No indication has surfaced that George Sodini had documented mental problems, but his massacre shares threads with others analyzed by psychiatrists and legal experts, who say the line between lonely and homicidal remains hard to place.

“They’re thinking, ‘I want everyone to understand and appreciate why I’m doing this,’ and the way to do that, in their mind, is to kill other people and not just themselves,” New York attorney Carolyn Wolf, whose firm specializes in mental health issues, told The Associated Press in a telephone interview Thursday. “In their mind it sends a broader message.”

The 48-year-old Sodini fatally shot himself after killing three women and wounding nine others attending a weekly Latin dance aerobics class Tuesday night in Collier Township. He wore black workout gear and fumbled around in a duffel bag before producing three guns, firing indiscriminately after shutting off the lights.

Killed were Heidi Overmier, 46, of Carnegie, a sales manager at an amusement park; Jody Billingsley, 37, of Mount Lebanon, who worked for a medical-supply company, and Elizabeth Gannon, 49, of Pittsburgh, an X-ray technician at Allegheny General Hospital. About 75 people attended a vigil to remember them Thursday night in downtown Pittsburgh.

Police say Sodini didn’t know his victims. His scathing, 4,000-plus-word blog reads like a monthslong diary lamenting his wrongful rejection by “30 million” American women and alluding to his plans.

When Virginia Tech gunman Seung-Hui Cho killed 32 people at Virginia Tech in 2007, then committed suicide, his “message” was a video tirade to NBC railing about being overlooked by “snobs” and rich “brats.”

When Jiverly Wong killed 13 people and himself at a Binghamton, N.Y., immigration center in April, it was uncovered that unemployment, perceived police persecution, mockery for poor English skills and a dose of psychosis led him to kill.

It turns out Sodini bought accessories for a handgun from TGSCOM Inc. of Green Bay, Wis., the same online gun dealer that sold Cho a .22-caliber handgun two months before the Virginia Tech massacre. Police say Sodini legally owned three guns he used in the shooting.

Still, the grievances, lifestyles and mental states of the gunmen varied widely — Cho and Wong had documented mental problems, while, so far, there’s no indication Sodini did.

“These people get into a very self-centered, sometimes self-aggrandizing, often psychotic path that enables them, in their mind, to finally get the attention they crave,” Wolf said.

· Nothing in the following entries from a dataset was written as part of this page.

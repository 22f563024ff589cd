use nalgebra::{DMatrix, DVector, RealField};
use tracing::{debug, warn};

use crate::{
    RobotModelErrors,
    inverse_kinematics::{
        Best, GradientIkConfig, IkReport, IkSolution, IkStatus, PoseOptimizer, check_configuration,
    },
    kinematics::Pose,
    model::RobotModel,
};

impl<T> RobotModel<T>
where
    T: RealField + Copy,
{
    /// Norm of the position and quaternion difference between `link` at `q` and the goal,
    /// with every parameter provider evaluated for this call.
    pub fn pose_loss(
        &mut self,
        q: &DVector<T>,
        link: &str,
        goal: &Pose<T>,
    ) -> Result<T, RobotModelErrors> {
        let target = self.link_index(link)?;
        check_configuration("q", q, self.n_dofs())?;
        self.resolve_parameters();
        Ok(self.chain_loss(q, target, goal))
    }

    /// Pure in `q` over the already resolved parameters, so an optimizer may evaluate it
    /// as often as it likes. `q` must hold one value per degree of freedom.
    pub(crate) fn chain_loss(&self, q: &DVector<T>, target: usize, goal: &Pose<T>) -> T {
        let pose = Pose::from_transform(&self.chain_pose(q.as_slice(), target));
        let goal_quaternion = goal.quaternion_xyzw();
        let mut quaternion = pose.quaternion_xyzw();
        // q and -q are the same rotation
        if quaternion.dot(&goal_quaternion) < T::zero() {
            quaternion = -quaternion;
        }
        let translation = pose.translation - goal.translation;
        let rotation = quaternion - goal_quaternion;
        (translation.norm_squared() + rotation.norm_squared()).sqrt()
    }

    /// Inverse kinematics of `link` for each goal pose, descending [`pose_loss`](Self::pose_loss)
    /// with the supplied optimizer. Parameters are resolved once for the whole call. Starts from zeros when `init_q` is None.
    pub fn inverse_kinematics_gradient<O: PoseOptimizer<T>>(
        &mut self,
        goals: &[Pose<T>],
        link: &str,
        init_q: Option<&DVector<T>>,
        optimizer: &mut O,
        config: &GradientIkConfig,
    ) -> Result<IkSolution<T>, RobotModelErrors> {
        let target = self.link_index(link)?;
        let mut q = match init_q {
            Some(init_q) => {
                check_configuration("init_q", init_q, self.n_dofs())?;
                init_q.clone()
            }
            None => DVector::zeros(self.n_dofs()),
        };
        self.resolve_parameters();

        let precision: T = nalgebra::convert(config.precision);
        let learning_rate: T = nalgebra::convert(config.learning_rate);
        let model = &*self;

        let mut solution = DMatrix::zeros(goals.len(), model.n_dofs());
        let mut reports = Vec::with_capacity(goals.len());
        for (row, goal) in goals.iter().enumerate() {
            let mut loss = |q: &DVector<T>| model.chain_loss(q, target, goal);
            optimizer.reset(&q, learning_rate);

            let mut best = Best::new(&q);
            let mut status = IkStatus::IterationLimit;
            let mut iterations = 0;
            while iterations < config.max_iterations {
                let before = q.clone();
                let value = optimizer.step(&mut q, &mut loss);
                best.offer(&before, value);
                if value < precision {
                    status = IkStatus::Converged;
                    break;
                }
                iterations += 1;
            }
            if status != IkStatus::Converged {
                let value = loss(&q);
                best.offer(&q, value);
                if value < precision {
                    status = IkStatus::Converged;
                }
            }

            let report = IkReport {
                status,
                iterations,
                error: best.error(),
            };
            debug!(link, row, iterations, error = ?report.error, status = ?status, "gradient inverse kinematics");
            if !report.converged() {
                warn!(link, row, error = ?report.error, "gradient inverse kinematics did not converge");
            }
            solution.set_row(row, &best.q.transpose());
            reports.push(report);
            q = best.q;
        }

        Ok(IkSolution {
            q: solution,
            reports,
        })
    }
}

Many mass murderers feel rejected by a “pseudo community” that may exist only in their minds, said Dr. James Knoll, a forensic psychiatrist at the State University of New York’s Upstate Medical University in Syracuse. He spoke Thursday at a conference he organized to analyze the actions of Wong and Cho.

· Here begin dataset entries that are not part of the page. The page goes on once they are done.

use mass_properties::MassProperties;
use nalgebra::{Matrix3, Matrix6, RealField, Vector3, Vector6};
use std::ops::{Add, AddAssign, Mul, Neg, Sub};

pub mod transform;
pub use transform::Transform;

/// Six dimensional vector stored as an angular and a linear part, in that order.
#[derive(Clone, Copy, Debug, PartialEq)]
pub struct SpatialVector<T: RealField + Copy> {
    pub rotation: Vector3<T>,
    pub translation: Vector3<T>,
}

impl<T> Default for SpatialVector<T>
where
    T: RealField + Copy,
{
    fn default() -> Self {
        Self::zeros()
    }
}

impl<T> SpatialVector<T>
where
    T: RealField + Copy,
{
    pub fn new(rotation: Vector3<T>, translation: Vector3<T>) -> Self {
        Self {
            rotation,
            translation,
        }
    }

    pub fn zeros() -> Self {
        Self::new(Vector3::zeros(), Vector3::zeros())
    }

    pub fn vector(&self) -> Vector6<T> {
        Vector6::new(
            self.rotation[0],
            self.rotation[1],
            self.rotation[2],
            self.translation[0],
            self.translation[1],
            self.translation[2],
        )
    }

    ///Featherstone 2.34
    pub fn cross_force(&self, rhs: &SpatialVector<T>) -> SpatialVector<T> {
        let new_rotation =
            self.rotation.cross(&rhs.rotation) + self.translation.cross(&rhs.translation);
        let new_translation = self.rotation.cross(&rhs.translation);
        SpatialVector::new(new_rotation, new_translation)
    }

    /// Featherstone 2.33
    pub fn cross_motion(&self, rhs: &SpatialVector<T>) -> SpatialVector<T> {
        let new_rotation = self.rotation.cross(&rhs.rotation);
        let new_translation =
            self.rotation.cross(&rhs.translation) + self.translation.cross(&rhs.rotation);
        SpatialVector::new(new_rotation, new_translation)
    }

    pub fn dot(&self, rhs: &SpatialVector<T>) -> T {
        self.rotation.dot(&rhs.rotation) + self.translation.dot(&rhs.translation)
    }
}

impl<T> From<Vector6<T>> for SpatialVector<T>
where
    T: RealField + Copy,
{
    fn from(v: Vector6<T>) -> SpatialVector<T> {
        SpatialVector::new(Vector3::new(v[0], v[1], v[2]), Vector3::new(v[3], v[4], v[5]))
    }
}

impl<T> Add<SpatialVector<T>> for SpatialVector<T>
where
    T: RealField + Copy,
{
    type Output = Self;
    #[inline]
    fn add(self, rhs: Self) -> Self {
        Self::new(
            self.rotation + rhs.rotation,
            self.translation + rhs.translation,
        )
    }
}

impl<T> Sub<SpatialVector<T>> for SpatialVector<T>
where
    T: RealField + Copy,
{
    type Output = Self;
    #[inline]
    fn sub(self, rhs: Self) -> Self {
        Self::new(
            self.rotation - rhs.rotation,
            self.translation - rhs.translation,
        )
    }
}

impl<T> Neg for SpatialVector<T>
where
    T: RealField + Copy,
{
    type Output = Self;
    #[inline]
    fn neg(self) -> Self {
        Self::new(-self.rotation, -self.translation)
    }
}

impl<T> Mul<T> for SpatialVector<T>
where
    T: RealField + Copy,
{
    type Output = Self;
    #[inline]
    fn mul(self, rhs: T) -> Self {
        Self::new(self.rotation * rhs, self.translation * rhs)
    }
}

/// Velocities and accelerations.
#[derive(Clone, Copy, Debug, Default, PartialEq)]
pub struct MotionVector<T: RealField + Copy>(pub SpatialVector<T>);

impl<T> MotionVector<T>
where
    T: RealField + Copy,
{
    pub fn new(rotation: Vector3<T>, translation: Vector3<T>) -> Self {
        Self(SpatialVector::new(rotation, translation))
    }

    pub fn zeros() -> Self {
        Self(SpatialVector::zeros())
    }

    #[inline]
    pub fn rotation(&self) -> &Vector3<T> {
        &self.0.rotation
    }

    #[inline]
    pub fn translation(&self) -> &Vector3<T> {
        &self.0.translation
    }

    pub fn vector(&self) -> Vector6<T> {
        self.0.vector()
    }

    pub fn cross_motion(&self, rhs: &MotionVector<T>) -> MotionVector<T> {
        MotionVector(self.0.cross_motion(&rhs.0))
    }

    pub fn cross_force(&self, rhs: &ForceVector<T>) -> ForceVector<T> {
        ForceVector(self.0.cross_force(&rhs.0))
    }

    /// Power of a force acting along this motion.
    pub fn dot(&self, force: &ForceVector<T>) -> T {
        self.0.dot(&force.0)
    }
}

impl<T> From<Vector6<T>> for MotionVector<T>
where
    T: RealField + Copy,
{
    fn from(v: Vector6<T>) -> Self {
        Self(SpatialVector::from(v))
    }
}

impl<T> Add<MotionVector<T>> for MotionVector<T>
where
    T: RealField + Copy,
{
    type Output = MotionVector<T>;
    #[inline]
    fn add(self, rhs: MotionVector<T>) -> MotionVector<T> {
        MotionVector(self.0 + rhs.0)
    }
}

impl<T> AddAssign<MotionVector<T>> for MotionVector<T>
where
    T: RealField + Copy,
{
    #[inline]
    fn add_assign(&mut self, rhs: MotionVector<T>) {
        self.0 = self.0 + rhs.0;
    }
}

impl<T> Sub<MotionVector<T>> for MotionVector<T>
where
    T: RealField + Copy,
{
    type Output = MotionVector<T>;
    #[inline]
    fn sub(self, rhs: MotionVector<T>) -> MotionVector<T> {
        MotionVector(self.0 - rhs.0)
    }
}

impl<T> Neg for MotionVector<T>
where
    T: RealField + Copy,
{
    type Output = MotionVector<T>;
    #[inline]
    fn neg(self) -> MotionVector<T> {
        MotionVector(-self.0)
    }
}

impl<T> Mul<T> for MotionVector<T>
where
    T: RealField + Copy,
{
    type Output = MotionVector<T>;
    #[inline]
    fn mul(self, rhs: T) -> MotionVector<T> {
        MotionVector(self.0 * rhs)
    }
}

/// Forces, torques and momenta.
#[derive(Clone, Copy, Debug, Default, PartialEq)]
pub struct ForceVector<T: RealField + Copy>(pub SpatialVector<T>);

impl<T> ForceVector<T>
where
    T: RealField + Copy,
{
    pub fn new(rotation: Vector3<T>, translation: Vector3<T>) -> Self {
        Self(SpatialVector::new(rotation, translation))
    }

    pub fn zeros() -> Self {
        Self(SpatialVector::zeros())
    }

    #[inline]
    pub fn rotation(&self) -> &Vector3<T> {
        &self.0.rotation
    }

    #[inline]
    pub fn translation(&self) -> &Vector3<T> {
        &self.0.translation
    }

    pub fn vector(&self) -> Vector6<T> {
        self.0.vector()
    }
}

impl<T> From<Vector6<T>> for ForceVector<T>
where
    T: RealField + Copy,
{
    fn from(v: Vector6<T>) -> Self {
        Self(SpatialVector::from(v))
    }
}

impl<T> Add<ForceVector<T>> for ForceVector<T>
where
    T: RealField + Copy,
{
    type Output = ForceVector<T>;
    #[inline]
    fn add(self, rhs: ForceVector<T>) -> ForceVector<T> {
        ForceVector(self.0 + rhs.0)
    }
}

impl<T> AddAssign<ForceVector<T>> for ForceVector<T>
where
    T: RealField + Copy,
{
    #[inline]
    fn add_assign(&mut self, rhs: ForceVector<T>) {
        self.0 = self.0 + rhs.0;
    }
}

impl<T> Sub<ForceVector<T>> for ForceVector<T>
where
    T: RealField + Copy,
{
    type Output = ForceVector<T>;
    #[inline]
    fn sub(self, rhs: ForceVector<T>) -> ForceVector<T> {
        ForceVector(self.0 - rhs.0)
    }
}

impl<T> Mul<T> for ForceVector<T>
where
    T: RealField + Copy,
{
    type Output = ForceVector<T>;
    #[inline]
    fn mul(self, rhs: T) -> ForceVector<T> {
        ForceVector(self.0 * rhs)
    }
}

impl<T> Mul<MotionVector<T>> for Transform<T>
where
    T: RealField + Copy,
{
    type Output = MotionVector<T>;
    fn mul(self, motion: MotionVector<T>) -> MotionVector<T> {
        let rotation = self.rotation * motion.0.rotation;
        let translation =
            self.rotation * motion.0.translation + self.translation.cross(&rotation);
        MotionVector::new(rotation, translation)
    }
}

impl<T> Mul<ForceVector<T>> for Transform<T>
where
    T: RealField + Copy,
{
    type Output = ForceVector<T>;
    fn mul(self, force: ForceVector<T>) -> ForceVector<T> {
        let translation = self.rotation * force.0.translation;
        let rotation = self.rotation * force.0.rotation + self.translation.cross(&translation);
        ForceVector::new(rotation, translation)
    }
}

/// Rigid body inertia expressed about the body frame origin.
#[derive(Clone, Copy, Debug, PartialEq)]
pub struct SpatialInertia<T: RealField + Copy>(pub MassProperties<T>);

impl<T> SpatialInertia<T>
where
    T: RealField + Copy,
{
    pub fn matrix(&self) -> Matrix6<T> {
        let mp = self.0;
        let mass = mp.mass;
        let cx = mp.center_of_mass.vector().cross_matrix();
        let cxt = cx.transpose();

        let quad11 = mp.inertia.matrix() + cx * cxt * mass;
        let quad12 = cx * mass;
        let quad21 = cxt * mass;
        let quad22 = Matrix3::identity() * mass;

        let mut m = Matrix6::zeros();
        m.fixed_view_mut::<3, 3>(0, 0).copy_from(&quad11);
        m.fixed_view_mut::<3, 3>(0, 3).copy_from(&quad12);
        m.fixed_view_mut::<3, 3>(3, 0).copy_from(&quad21);
        m.fixed_view_mut::<3, 3>(3, 3).copy_from(&quad22);
        m
    }
}

impl<T> From<MassProperties<T>> for SpatialInertia<T>
where
    T: RealField + Copy,
{
    fn from(value: MassProperties<T>) -> SpatialInertia<T> {
        SpatialInertia(value)
    }
}

impl<T> Mul<MotionVector<T>> for SpatialInertia<T>
where
    T: RealField + Copy,
{
    type Output = ForceVector<T>;
    fn mul(self, motion: MotionVector<T>) -> ForceVector<T> {
        let mp = self.0;
        let h = mp.center_of_mass.vector() * mp.mass;
        let w = motion.0.rotation;
        let v = motion.0.translation;
        let rotation = mp.inertia_about_origin() * w + h.cross(&v);
        let translation = v * mp.mass - h.cross(&w);
        ForceVector::new(rotation, translation)
    }
}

“He probably worked out at this gym, he was tanning and working out, trying to improve himself,” Knoll said of Sodini. “These are things he thought would get him a relationship. It wasn’t working.”

In his Web diary, Sodini wrote that his anger stemmed from unfulfilled desire: The women at his gym “look so beautiful as to not be human,” he wrote.

Two undated videos apparently recorded by Sodini were posted online showing him touring his home and talking about hiding his emotions and trying to “emotionally connect” with people.

He notes that a sofa and chair in his living room match and says, “Women will really be impressed.” He also focuses on reading material on a table that includes a book titled “Date Young Women.”

It’s unclear when Sodini posted his screeds and videos and whether they were meant as warnings. Dr. Alan Manevitz, a psychiatrist at New York Presbyterian/Weill Cornell hospital, said the timing of such messages means everything.

“Someone who puts it out in advance may have ambivalence; they may want to be stopped,” Manevitz said. “The guy who does it after the fact is leaving the explanation, the diary of what it is that they’re hoping will be understood in their very irrational mind.”